(Lívio Oliveira)
Invejava os presos e os doentes. Não havia mais qualquer dúvida de que algo demasiadamente estranho acontecia no íntimo pensamento daquele velho e decadente escritor. Havia passado toda a vida em busca das horas abertas e plenas e que abrigassem eternas palavras, as mais preciosas e que pudessem ser enfeixadas entre centenas de páginas e capa e sobrecapa em cores e letreiros lustrosos, chamativos. Teria ali o seu nome gravado para a eternidade, num almejado livro a ser celebrado por provincianos leitores e críticos passionais e interesseiros. Sentava, dia a dia, numa cadeira dura, diante da ultrapassada máquina de escrever.

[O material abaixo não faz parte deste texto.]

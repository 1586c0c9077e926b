//! Window and surface configuration.

use serde::Deserialize;

/// Rendering configuration
#[derive(Debug, Clone, PartialEq, Deserialize)]
#[serde(default)]
pub struct RenderConfig {
    /// Window width (logical pixels)
    pub window_width: u32,

    /// Window height (logical pixels)
    pub window_height: u32,

    /// Present with vsync (Fifo) instead of the lowest-latency mode available
    pub vsync: bool,
}

impl Default for RenderConfig {
    fn default() -> Self {
        Self {
            window_width: 1280,
            window_height: 720,
            vsync: true,
        }
    }
}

Quase nada surgia daquele colossal esforço. Era triste e ridícula a cena infinita. Daí surgia aquela inveja mórbida cujo objeto eram seres ilhados, solitários, ensimesmados, mas que se permitiam a poesia, mesmo que doentes ou presos, porque detinham o tempo em suas mãos sujas e cheias de calos da vida. E não se aceitava o escritor em meio àquela balbúrdia medíocre que lhe sobrava. Todos opinavam. Eram muitos os que possuíam razões infinitas e inconfrontáveis. Somente as opiniões do pobre e vetusto escriba eram ralas, rasas e desprovidas de qualquer conteúdo estético e literário. E terminavam sempre, e por essa mesma razão, não chegando a preencher os alvos papéis, que assim continuavam: branquinhos, branquinhos…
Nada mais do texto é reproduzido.